挨拶

私たち公衆衛生学の分野が目指しているのは、病気になる原因を突き止め、できるだけその要因を日々の暮らしから遠ざけることです。眼の前の患者さんの診察・治療が主体の医療とはアプローチは違いますが、目指していることは同じ「人々の健康維持」にほかなりません。

病気の要因は、感染症のように比較的早く原因がわかるものもあれば、10年、20年と長い年月で少しずつ健康を蝕むような非常に原因がわかりにくいものもあります。
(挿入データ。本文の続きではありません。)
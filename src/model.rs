//! Domain entities shared by the store, tracker, and aggregator.
//!
//! This is the single typed model for the system. Historical deployments
//! carried several structurally different row shapes for the same feature
//! (name-keyed vs. id-keyed rows, one row per unit vs. a quantity field);
//! those variants converge here, behind the [`EntityStore`](crate::EntityStore)
//! boundary, so the aggregation core never special-cases a schema.

use chrono::{DateTime, Local, Utc};
use serde::{Deserialize, Serialize};
use uuid::Uuid;

/// Identifier of a retail location.
pub type LocationId = Uuid;
/// Identifier of an employee.
pub type EmployeeId = Uuid;
/// Identifier of a session (shift).
pub type SessionId = Uuid;
/// Identifier of a menu item.
pub type ItemId = Uuid;
/// Identifier of a transaction.
pub type TransactionId = Uuid;

/// A retail location. Immutable for this core; owned by the entity store.
#[derive(Debug, Clone, PartialEq, Eq, Serialize, Deserialize)]
pub struct Location {
    /// Unique location identifier.
    pub id: LocationId,
    /// Display name (e.g. a street address or store number).
    pub name: String,
}

/// A front-line staff member belonging to one location.
///
/// Names are display-only and are not required to be unique across
/// locations.
#[derive(Debug, Clone, PartialEq, Eq, Serialize, Deserialize)]
pub struct Employee {
    /// Unique employee identifier.
    pub id: EmployeeId,
    /// Display name shown on the leaderboard.
    pub name: String,
    /// Owning location.
    pub location_id: LocationId,
}

/// A shift record: created at clock-in, closed once at clock-out, never
/// deleted in normal operation.
///
/// `ended_at == None` means the session is currently active. The intended
/// invariant is at most one open session per employee, but the engine
/// tolerates violations (see [`Anomaly`](crate::Anomaly)).
#[derive(Debug, Clone, PartialEq, Eq, Serialize, Deserialize)]
pub struct Session {
    /// Unique session identifier.
    pub id: SessionId,
    /// The employee who clocked in.
    pub employee_id: EmployeeId,
    /// Owning location.
    pub location_id: LocationId,
    /// Clock-in time.
    pub started_at: DateTime<Utc>,
    /// Clock-out time; `None` while the shift is open.
    pub ended_at: Option<DateTime<Utc>>,
}

impl Session {
    /// Returns `true` while the shift has no recorded end time.
    pub fn is_open(&self) -> bool {
        self.ended_at.is_none()
    }
}

/// An upsellable item in a location's menu.
///
/// Only active items are offered going forward, but historical transactions
/// referencing now-inactive items must still resolve for display.
#[derive(Debug, Clone, PartialEq, Eq, Serialize, Deserialize)]
pub struct MenuItem {
    /// Unique item identifier.
    pub id: ItemId,
    /// Display name (e.g. "Kaffe").
    pub name: String,
    /// Owning location.
    pub location_id: LocationId,
    /// Whether the item is currently offered.
    pub active: bool,
}

/// One (item, quantity) pair within a transaction.
#[derive(Debug, Clone, PartialEq, Eq, Serialize, Deserialize)]
pub struct LineEntry {
    /// The upsold item.
    pub item_id: ItemId,
    /// Units sold; minimum 1, commonly 1.
    pub quantity: u32,
}

/// A recorded upsell: one or more line entries tied to an employee at a
/// point in time. Created only by the submission flow; never mutated or
/// deleted in normal operation.
#[derive(Debug, Clone, PartialEq, Eq, Serialize, Deserialize)]
pub struct Transaction {
    /// Unique transaction identifier.
    pub id: TransactionId,
    /// The employee credited with the upsell.
    pub employee_id: EmployeeId,
    /// Owning location.
    pub location_id: LocationId,
    /// The shift the upsell was recorded under, when known. Earlier schema
    /// variants did not record it.
    pub session_id: Option<SessionId>,
    /// The upsold items.
    pub lines: Vec<LineEntry>,
    /// Free-text order-number tag. Display-only; never aggregated.
    pub order_tag: String,
    /// Server-assigned creation time. Immutable.
    pub created_at: DateTime<Utc>,
}

impl Transaction {
    /// Total units across all line entries.
    pub fn units(&self) -> u64 {
        self.lines.iter().map(|l| u64::from(l.quantity)).sum()
    }
}

/// A half-open time range `[start, end)` used to scope aggregation.
#[derive(Debug, Clone, Copy, PartialEq, Eq, Serialize, Deserialize)]
pub struct Window {
    /// Inclusive lower bound.
    pub start: DateTime<Utc>,
    /// Exclusive upper bound.
    pub end: DateTime<Utc>,
}

impl Window {
    /// The window from the start of the current calendar day (viewer-local
    /// wall clock) up to now.
    ///
    /// Computed fresh on every call; callers must not cache the result
    /// across midnight.
    pub fn today_local() -> Self {
        let now = Local::now();
        let midnight = now
            .date_naive()
            .and_hms_opt(0, 0, 0)
            .expect("midnight is a valid wall-clock time");
        // Zones where local midnight falls inside a DST gap fall back to
        // the UTC day boundary.
        let start = midnight
            .and_local_timezone(Local)
            .earliest()
            .map(|dt| dt.with_timezone(&Utc))
            .unwrap_or_else(|| midnight.and_utc());
        Self {
            start,
            end: now.with_timezone(&Utc),
        }
    }

    /// Returns `true` if `at` falls inside `[start, end)`.
    pub fn contains(&self, at: DateTime<Utc>) -> bool {
        self.start <= at && at < self.end
    }
}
また、原因はひとつとは限らず、ひとりひとりの特性も含めいくつかの要因が重なることで病気になる場合もあります。

このような場合、因果関係を丁寧に観察せず、少ない事例だけで「これが病気の原因だ」と短絡的に決めつけてしまうと、ほんとうの原因に気づかない危険性があります。そこで、長い年月に渡り、多様な要因の中から病気の原因を突き止める方法として、「コーホート調査」という研究手法が行われています。
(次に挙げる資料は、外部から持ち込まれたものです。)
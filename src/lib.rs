//! Live upsell leaderboard aggregation engine for retail locations.
//!
//! Tracks which staff are clocked in, folds today's upsell transactions
//! into a ranked per-employee leaderboard, and keeps that leaderboard
//! current under a stream of at-least-once, possibly-reordered change
//! notifications: bursts are debounced into a single recompute, at most
//! one recompute is in flight per location, and consumers read published
//! [`Snapshot`]s through a watch channel. Rendering, CSV export, and the
//! storage engine itself stay outside this crate, behind [`EntityStore`]
//! and [`ViewerIdentity`].

mod aggregate;
pub use aggregate::{aggregate, day_stats};
mod error;
pub use error::{Anomaly, OpsError, RecomputeError, StoreError, TrackerError};
mod live;
pub use live::{FeedHandle, ViewerSignal, spawn_feed};
mod model;
pub use model::{
    Employee, EmployeeId, ItemId, LineEntry, Location, LocationId, MenuItem, Session, SessionId,
    Transaction, TransactionId, Window,
};
mod ops;
pub use ops::{clock_in, clock_out, record_upsells};
mod scheduler;
pub use scheduler::{SchedulerConfig, SchedulerHandle, spawn_scheduler};
mod snapshot;
pub use snapshot::{DayStats, LeaderboardRow, Snapshot};
mod store;
pub use store::{
    ChangeEvent, ChangeFeed, EntityStore, FeedMessage, MemoryStore, Operation, RowData, Table,
    ViewerIdentity,
};
mod tracker;
pub use tracker::{ActiveSessionTracker, ActiveStaff, SessionChange, classify_session_change};
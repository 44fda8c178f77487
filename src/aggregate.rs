//! Folds today's transactions into the ranked leaderboard.
//!
//! The fold is deterministic: identical store contents and an identical
//! active set produce an identical [`Snapshot`] (the published version
//! number is assigned later, by the scheduler). Counts use exact integer
//! arithmetic throughout.

use indexmap::IndexMap;

use crate::error::{Anomaly, RecomputeError};
use crate::model::{EmployeeId, ItemId, LocationId, Window};
use crate::snapshot::{DayStats, LeaderboardRow, Snapshot};
use crate::store::EntityStore;
use crate::tracker::ActiveStaff;

/// Compute the leaderboard for one location over `window`.
///
/// Every employee in `active` gets a row, in active-set order, even with
/// zero transactions. Transactions from employees outside `active` are
/// excluded entirely. Rows are sorted descending by total with a stable
/// sort, so equal totals keep the order the fold produced.
///
/// A line entry whose item does not resolve is dropped from all totals
/// and reported as [`Anomaly::DanglingItem`]; the rest of the aggregation
/// continues, so one bad row never blanks the board.
///
/// # Errors
///
/// Returns [`RecomputeError::Store`] if a backing query fails. The caller
/// is expected to keep serving its last successful snapshot.
pub async fn aggregate<S: EntityStore>(
    store: &S,
    location_id: LocationId,
    active: &[ActiveStaff],
    window: Window,
) -> Result<Snapshot, RecomputeError> {
    let item_names = item_name_index(store, location_id).await?;
    let transactions = store.transactions_in(location_id, window).await?;

    // Seed a zero row per active employee before folding, so employees
    // without transactions are present rather than omitted.
    let mut rows: IndexMap<EmployeeId, LeaderboardRow> = active
        .iter()
        .map(|staff| {
            (
                staff.employee_id,
                LeaderboardRow::zero(staff.employee_id, staff.name.clone()),
            )
        })
        .collect();

    let mut anomalies = Vec::new();
    for transaction in &transactions {
        // No open session for this employee right now: the transaction
        // does not count, per the active-set invariant.
        let Some(row) = rows.get_mut(&transaction.employee_id) else {
            continue;
        };
        for line in &transaction.lines {
            let Some(name) = item_names.get(&line.item_id) else {
                tracing::warn!(
                    transaction_id = %transaction.id,
                    item_id = %line.item_id,
                    "line entry references unknown menu item; dropping it"
                );
                anomalies.push(Anomaly::DanglingItem {
                    transaction_id: transaction.id,
                    item_id: line.item_id,
                });
                continue;
            };
            let quantity = u64::from(line.quantity);
            row.total += quantity;
            *row.items.entry(name.clone()).or_insert(0) += quantity;
        }
    }

    let mut rows: Vec<LeaderboardRow> = rows.into_values().collect();
    // `sort_by` is stable: equal totals keep fold order.
    rows.sort_by(|a, b| b.total.cmp(&a.total));

    Ok(Snapshot {
        location_id,
        rows,
        active: active.iter().map(|s| s.employee_id).collect(),
        window,
        version: 0,
        anomalies,
    })
}

/// Location-wide totals for `window`, regardless of who is still clocked
/// in. Backs the manager dashboard's "today" counters.
///
/// Unresolvable line entries are dropped with a warning, as in
/// [`aggregate`].
pub async fn day_stats<S: EntityStore>(
    store: &S,
    location_id: LocationId,
    window: Window,
) -> Result<DayStats, RecomputeError> {
    let item_names = item_name_index(store, location_id).await?;
    let transactions = store.transactions_in(location_id, window).await?;

    let mut stats = DayStats::default();
    for transaction in &transactions {
        for line in &transaction.lines {
            let Some(name) = item_names.get(&line.item_id) else {
                tracing::warn!(
                    transaction_id = %transaction.id,
                    item_id = %line.item_id,
                    "line entry references unknown menu item; dropping it"
                );
                continue;
            };
            let quantity = u64::from(line.quantity);
            stats.total += quantity;
            *stats.by_item.entry(name.clone()).or_insert(0) += quantity;
        }
    }
    Ok(stats)
}

/// Item display names in menu order. Inactive items are included so
/// historical transactions still resolve.
async fn item_name_index<S: EntityStore>(
    store: &S,
    location_id: LocationId,
) -> Result<IndexMap<ItemId, String>, RecomputeError> {
    let items = store.menu_items(location_id).await?;
    Ok(items.into_iter().map(|i| (i.id, i.name)).collect())
}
この「コーホート調査」は、日本はもちろん世界各地で行われており、10年20年といった長い年月をかけ、何万人という人たちを対象に、病気と要因の因果関係を追跡調査しています。私たちが行っている「環境と子どもの健康に関する研究( 北海道スタディ)」も日本の大規模コーホート調査のひとつです。
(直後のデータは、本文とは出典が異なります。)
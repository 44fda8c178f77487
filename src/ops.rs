//! The write flows that generate the change events the engine consumes.
//!
//! These validate and write through the [`EntityStore`] surface only;
//! everything downstream (tracker, aggregator, scheduler) reacts to the
//! resulting change events. Kept apart from the read side so the
//! aggregation core stays a pure consumer of the store.

use chrono::Utc;
use uuid::Uuid;

use crate::error::OpsError;
use crate::model::{Employee, LineEntry, Session, SessionId, Transaction};
use crate::store::EntityStore;

/// Clock an employee in, returning the new open session.
///
/// Any session the employee still has open (left behind by a crashed
/// device or a missed clock-out) is closed first, so this flow converges
/// toward the one-open-session-per-employee invariant. The engine stays
/// correct even when another writer does not do this.
pub async fn clock_in<S: EntityStore>(
    store: &S,
    employee: &Employee,
) -> Result<Session, OpsError> {
    let now = Utc::now();
    let open = store.open_sessions(employee.location_id).await?;
    for stale in open.iter().filter(|s| s.employee_id == employee.id) {
        tracing::info!(
            session_id = %stale.id,
            employee_id = %employee.id,
            "closing stale open session before clock-in"
        );
        store.close_session(stale.id, now).await?;
    }

    let session = Session {
        id: Uuid::new_v4(),
        employee_id: employee.id,
        location_id: employee.location_id,
        started_at: now,
        ended_at: None,
    };
    store.open_session(session.clone()).await?;
    Ok(session)
}

/// Clock out by setting the session's end timestamp.
pub async fn clock_out<S: EntityStore>(store: &S, session_id: SessionId) -> Result<(), OpsError> {
    store.close_session(session_id, Utc::now()).await?;
    Ok(())
}

/// Record an upsell: one transaction with the given line entries.
///
/// Rejects empty submissions and zero quantities before anything is
/// written. The order tag is display-only and may be empty.
pub async fn record_upsells<S: EntityStore>(
    store: &S,
    employee: &Employee,
    session_id: Option<SessionId>,
    lines: Vec<LineEntry>,
    order_tag: impl Into<String>,
) -> Result<Transaction, OpsError> {
    if lines.is_empty() {
        return Err(OpsError::EmptyOrder);
    }
    if let Some(line) = lines.iter().find(|l| l.quantity == 0) {
        return Err(OpsError::ZeroQuantity {
            item_id: line.item_id,
        });
    }

    let transaction = Transaction {
        id: Uuid::new_v4(),
        employee_id: employee.id,
        location_id: employee.location_id,
        session_id,
        lines,
        order_tag: order_tag.into(),
        created_at: Utc::now(),
    };
    store.insert_transaction(transaction.clone()).await?;
    Ok(transaction)
}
北海道スタディは、身の回りの化学物質が子どもの健康にどのような影響を与えているのかを調査するために、2001年に始めました。2万組の母子にご協力いただき、胎児から成長段階にある子どもに焦点を当て、健康に関係するデータを集め分析し、エビデンスを蓄積しています。そして、立ち上げから20年が経ち、いくつもの興味深い研究成果をご報告できるようになりました。これも、ご協力いただいているお母様、お子様のみなさま、病院や研究機関のみなさまのおかげです。心より感謝申し上げます。

今後も私たち研究チームは、次の三つの目、現象を見渡し因果関係を見つける「大きな目」、病気や健康被害の原因を見つける「鋭い目」、そして、心底、人間的に温かく人に「寄り添う目」を持ち、「集団としての人々の健康を守る研究」を行って参ります。

最近は、地球規模の環境問題において、人間の健康にも地球の健康にも良い環境を作ることを目指す「プラネタリー・ヘルス」という考え方が注目を集めています。人間活動の影響を受けやすい動植物や気象の変化も視野に入れながら、北海道スタディも、参加者のみなさまからいただいたデータを地球全体のより良い環境づくりにまでつなげられるよう研究を進めていきます。

そのために、医学、歯学、保健科学だけでなく、教育学、食の安全に関わる農学・水産学、毒性研究の獣医学、そして、工学、情報学、生命倫理や社会科学など、さまざまな分野との共同研究と教育を展開していこうと考えています。

これからも「北海道スタディ」に注目していただき、多くのみなさまのご協力をお願いいたします。